Lack of Casing Beads and Caulked Joints
ASTM standards required casing beads at intersections with dissimilar materials, such as windows, soffit returns, etc. This was almost never done in Central Florida during this time period.
The purpose of the casing bead is to provide a gap that can be caulked. Without the caulked joint, hairline cracks invariably develop that admit water and cause damage.
Reference:
ASTM C-1063 7.11.3 Casing Bead—Nonload-bearing members shall be isolated from load-bearing members, and all penetrating elements, with casing beads or other suitable means, to avoid transfer of structural loads, and to separate from dissimilar materials.

No casing bead and no caulked joint between windows and stucco. Note the small cracks here.
The damage in the photos that follow are all caused by this issue. This crack doesn’t look like much, but the resulting damage is impressive.



Look carefully at walls at and below windows.
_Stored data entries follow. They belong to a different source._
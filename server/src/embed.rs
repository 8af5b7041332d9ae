use axum::{
    extract::Path,
    http::{header, HeaderValue, StatusCode},
    response::{IntoResponse, Response},
    routing::get,
    Router,
};
use mime_guess::{mime, Mime};
use rust_embed::RustEmbed;

#[derive(RustEmbed)]
#[folder = "webui"]
struct Assets;

const INDEX_CACHE: &str = "no-cache";
const ASSET_CACHE: &str = "public, max-age=3600";

/// Routes for the embedded single page UI. Navigation happens in the URL
/// fragment, so the index and its assets are all the server has to know.
pub fn ui_router() -> Router {
    Router::new()
        .route("/", get(|| async { embedded("index.html", INDEX_CACHE) }))
        .route(
            "/assets/*path",
            get(|Path(path): Path<String>| async move {
                embedded(&format!("assets/{path}"), ASSET_CACHE)
            }),
        )
}

fn content_type(path: &str) -> Mime {
    let guessed = mime_guess::from_path(path).first_or_octet_stream();
    if guessed == mime::TEXT_HTML {
        mime::TEXT_HTML_UTF_8
    } else if guessed == mime::TEXT_JAVASCRIPT {
        mime::APPLICATION_JAVASCRIPT
    } else {
        guessed
    }
}

fn embedded(path: &str, cache: &'static str) -> Response {
    let Some(file) = Assets::get(path) else {
        return StatusCode::NOT_FOUND.into_response();
    };
    let ty = HeaderValue::from_str(content_type(path).as_ref())
        .unwrap_or_else(|_| HeaderValue::from_static("application/octet-stream"));
    (
        [
            (header::CONTENT_TYPE, ty),
            (header::CACHE_CONTROL, HeaderValue::from_static(cache)),
        ],
        file.data.into_owned(),
    )
        .into_response()
}
//! AWS SDK integration: IAM client wrappers and SDK error mapping.

pub(crate) mod iam_client;

use thiserror::Error;

#[derive(Error, Debug)]
pub enum AwsError {
    #[error("IAM client error: {0}")]
    IamError(String),
    #[error("Policy document error: {0}")]
    PolicyError(String),
}

pub type AwsResult<T> = Result<T, AwsError>;
//! Enumeration logic for the permissions report service

use crate::aws::iam_client;
use crate::error::ReportResult;
use crate::output::OutputSink;
use crate::types::{AttachedPolicyRef, ManagedPolicyRecord, PolicyRecord};
use log::info;

impl super::service::IamPermissionsService {
    /// Produce the full report for one user: truncate the sink's file, then
    /// enumerate managed policies, inline policies, and group policies in
    /// that fixed order.
    pub async fn report_user(&mut self, user_name: &str, sink: &OutputSink) -> ReportResult<()> {
        sink.truncate()?;
        self.managed_policies(user_name, sink).await?;
        self.inline_policies(user_name, sink).await?;
        self.group_policies(user_name, sink).await?;
        Ok(())
    }

    /// Enumerate managed policies attached directly to a user, resolving each
    /// to its default version document.
    pub async fn managed_policies(
        &mut self,
        user_name: &str,
        sink: &OutputSink,
    ) -> ReportResult<()> {
        let attached = iam_client::list_attached_user_policies(&self.iam_client, user_name).await?;
        info!(
            "{} managed policies attached to user '{}'",
            attached.len(),
            user_name
        );

        self.forward_managed(&attached, sink).await
    }

    /// Enumerate inline policies embedded in a user.
    pub async fn inline_policies(&self, user_name: &str, sink: &OutputSink) -> ReportResult<()> {
        let policy_names = iam_client::list_user_policies(&self.iam_client, user_name).await?;
        info!(
            "{} inline policies attached to user '{}'",
            policy_names.len(),
            user_name
        );

        for policy_name in &policy_names {
            let record =
                iam_client::get_user_policy(&self.iam_client, user_name, policy_name).await?;
            sink.write(&PolicyRecord::from(record))?;
        }
        Ok(())
    }

    /// Enumerate a user's groups; within each group, its attached managed
    /// policies and its inline policies.
    pub async fn group_policies(&mut self, user_name: &str, sink: &OutputSink) -> ReportResult<()> {
        let groups = iam_client::list_groups_for_user(&self.iam_client, user_name).await?;
        info!("{} groups assigned to user '{}'", groups.len(), user_name);

        for group in &groups {
            info!("checking group '{}' ({})", group.name, group.arn);

            let attached =
                iam_client::list_attached_group_policies(&self.iam_client, &group.name).await?;
            info!("{} managed policies on group '{}'", attached.len(), group.name);
            self.forward_managed(&attached, sink).await?;

            let policy_names =
                iam_client::list_group_policies(&self.iam_client, &group.name).await?;
            info!(
                "{} inline policies on group '{}'",
                policy_names.len(),
                group.name
            );
            for policy_name in &policy_names {
                let record =
                    iam_client::get_group_policy(&self.iam_client, &group.name, policy_name)
                        .await?;
                sink.write(&PolicyRecord::from(record))?;
            }
        }
        Ok(())
    }

    /// List every IAM user name in the account.
    pub async fn all_users(&self) -> ReportResult<Vec<String>> {
        Ok(iam_client::list_users(&self.iam_client).await?)
    }

    async fn forward_managed(
        &mut self,
        attached: &[AttachedPolicyRef],
        sink: &OutputSink,
    ) -> ReportResult<()> {
        for policy in attached {
            let record = self.resolve_managed_policy(&policy.arn).await?;
            sink.write(&PolicyRecord::from(record))?;
        }
        Ok(())
    }

    /// Resolve a managed policy's default version document, memoized by ARN
    /// for the duration of the run.
    async fn resolve_managed_policy(&mut self, arn: &str) -> ReportResult<ManagedPolicyRecord> {
        if let Some(record) = self.policy_cache.get(arn) {
            return Ok(record.clone());
        }

        let version_id = iam_client::get_default_policy_version(&self.iam_client, arn).await?;
        let record = iam_client::get_policy_version(&self.iam_client, arn, &version_id).await?;
        self.policy_cache.insert(arn.to_string(), record.clone());
        Ok(record)
    }
}

#[cfg(test)]
mod tests {
    use super::super::service::IamPermissionsService;
    use crate::types::{ManagedPolicyRecord, PolicyVersionDetail};
    use serde_json::json;

    fn resolved_record(version_id: &str) -> ManagedPolicyRecord {
        ManagedPolicyRecord {
            policy_version: PolicyVersionDetail {
                document: json!({
                    "Version": "2012-10-17",
                    "Statement": [{"Effect": "Allow", "Action": "s3:GetObject", "Resource": "*"}]
                }),
                version_id: version_id.to_string(),
                is_default_version: true,
                create_date: None,
            },
        }
    }

    #[tokio::test]
    async fn test_resolve_managed_policy_reuses_cached_record() {
        let mut service = IamPermissionsService::new()
            .await
            .expect("Failed to create service");
        let arn = "arn:aws:iam::aws:policy/ReadOnlyAccess";
        service
            .policy_cache
            .insert(arn.to_string(), resolved_record("v2"));

        // A cached ARN resolves without any IAM call; this test runs offline,
        // so a resolve that reached the client would fail instead.
        let record = service
            .resolve_managed_policy(arn)
            .await
            .expect("cached ARN should resolve without an IAM call");
        assert_eq!(record.policy_version.version_id, "v2");
        assert_eq!(record.policy_version.document["Statement"][0]["Action"], "s3:GetObject");

        // Repeated resolution does not grow the cache
        let again = service
            .resolve_managed_policy(arn)
            .await
            .expect("second resolve should also hit the cache");
        assert_eq!(again.policy_version.version_id, "v2");
        assert_eq!(service.policy_cache.len(), 1);
    }

    #[tokio::test]
    async fn test_cache_entries_are_keyed_per_arn() {
        let mut service = IamPermissionsService::new()
            .await
            .expect("Failed to create service");
        service.policy_cache.insert(
            "arn:aws:iam::aws:policy/ReadOnlyAccess".to_string(),
            resolved_record("v2"),
        );
        service.policy_cache.insert(
            "arn:aws:iam::123456789012:policy/deploy".to_string(),
            resolved_record("v5"),
        );

        // Distinct ARNs stay distinct entries; memoization only collapses
        // repeats of the same ARN.
        assert_eq!(service.policy_cache.len(), 2);
        let record = service
            .resolve_managed_policy("arn:aws:iam::123456789012:policy/deploy")
            .await
            .expect("cached ARN should resolve without an IAM call");
        assert_eq!(record.policy_version.version_id, "v5");
        assert_eq!(service.policy_cache.len(), 2);
    }
}
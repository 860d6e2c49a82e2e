//! This crate provides the core logic for the IAM permissions reporter:
//! - enumeration of a user's attached managed policies, inline policies,
//!   and group memberships (with each group's policies)
//! - managed-policy default-version resolution
//! - JSON output sinks (console, full-record file, statements-only file)
//!

mod aws;
mod commands;
mod error;
mod output;
mod types;

// Re-exports for a small, focused public API
pub use aws::AwsError;
pub use commands::IamPermissionsService;
pub use error::{ReportError, ReportResult};
pub use output::{output_file_name, OutputMode, OutputSink};
pub use types::{
    AttachedPolicyRef, GroupPolicyRecord, GroupRef, ManagedPolicyRecord, PolicyRecord,
    PolicyVersionDetail, UserPolicyRecord,
};
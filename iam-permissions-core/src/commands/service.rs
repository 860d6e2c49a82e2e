//! Permissions Report Service Layer
//!
//! This module provides the main service interface that holds the IAM client
//! and the per-run cache of resolved managed policies. The enumeration
//! operations live in `report.rs`.

use crate::error::ReportResult;
use crate::types::ManagedPolicyRecord;
use aws_sdk_iam::Client as IamClient;
use std::collections::HashMap;

/// Main service struct that holds the IAM client and provides the report operations
pub struct IamPermissionsService {
    pub(crate) iam_client: IamClient,
    /// Resolved managed policies keyed by ARN. A policy shared by several
    /// users/groups is fetched once per run.
    pub(crate) policy_cache: HashMap<String, ManagedPolicyRecord>,
}

impl IamPermissionsService {
    /// Create a new service instance with an IAM client
    ///
    /// The configuration is loaded using the default credential provider chain;
    /// region and credentials resolution is delegated entirely to the environment.
    pub async fn new() -> ReportResult<Self> {
        let config = aws_config::defaults(aws_config::BehaviorVersion::latest())
            .load()
            .await;

        Ok(Self {
            iam_client: IamClient::new(&config),
            policy_cache: HashMap::new(),
        })
    }

    // report_user() and the per-kind enumerators are implemented in report.rs
}

#[cfg(test)]
mod tests {
    use super::*;

    #[tokio::test]
    async fn test_new_service_starts_with_empty_cache() {
        let service = IamPermissionsService::new()
            .await
            .expect("Failed to create service");
        assert!(service.policy_cache.is_empty());
    }
}
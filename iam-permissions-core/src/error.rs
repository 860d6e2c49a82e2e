//! Crate-level error type for report operations.

use thiserror::Error;

#[derive(Error, Debug)]
pub enum ReportError {
    #[error(transparent)]
    Aws(#[from] crate::aws::AwsError),
    #[error("output I/O error: {0}")]
    Io(#[from] std::io::Error),
    #[error("JSON serialization error: {0}")]
    Json(#[from] serde_json::Error),
}

pub type ReportResult<T> = Result<T, ReportError>;
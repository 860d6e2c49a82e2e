//! Commands module - service layer for the permissions report

mod report;
pub(crate) mod service;

pub use service::IamPermissionsService;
Stains like this indicate concealed damage.

Stained floor below window indicates concealed damage.


Caulked joints are necessary at all intersections of stucco and other materials.

Here’s what it looks like under the stucco…..


This cracking is caused by multiple issues; water entry at the kickout flashing that’s not caulked, stucco that’s too thin and improperly lapped paper backed lath.
Florida’s stucco problem is real. It’s big, and it’s getting bigger. Don’t let yourself be caught on the wrong side a lawsuit because you failed to point out potential problems and explain the implications of the problem. Always make your client aware of the potential for significant concealed damage. Recommend destructive inspection. You won’t be very popular with agents, but you’ll sleep better at night. I’ve had to defend a home inspector in a concealed damage claim over stucco. It’s not pretty.
Also understand it’s useless to recommend “further evaluation by a stucco contractor.” These are the folks who created this mess. They’re likely to say it’s all just fine and you need a little patching. That’s just kicking the can down the road.
For those of you in other parts of the country, the issues are the same, not only with stucco, but with artificial stone veneer, which is essentially nothing more than lumpy stucco. Similar disasters are widespread almost everywhere.
Ironically, older homes may fare much better with the same defects. The difference is drying potential. In days past, we didn’t air seal. Some walls have little or no insulation. Older walls are much more leaky when it comes to air infiltration, allowing drying to occur. Another difference is the use of OSB sheathing, which rots much more easily when inside a wet wall. So it’s important to know what type of wall you are looking at when evaluating stucco applications.

Destructive inspection can include drilling holes and measuring moisture with a meter, or simply breaking open the stucco to see what was done wrong underneath the surface. Both have their places.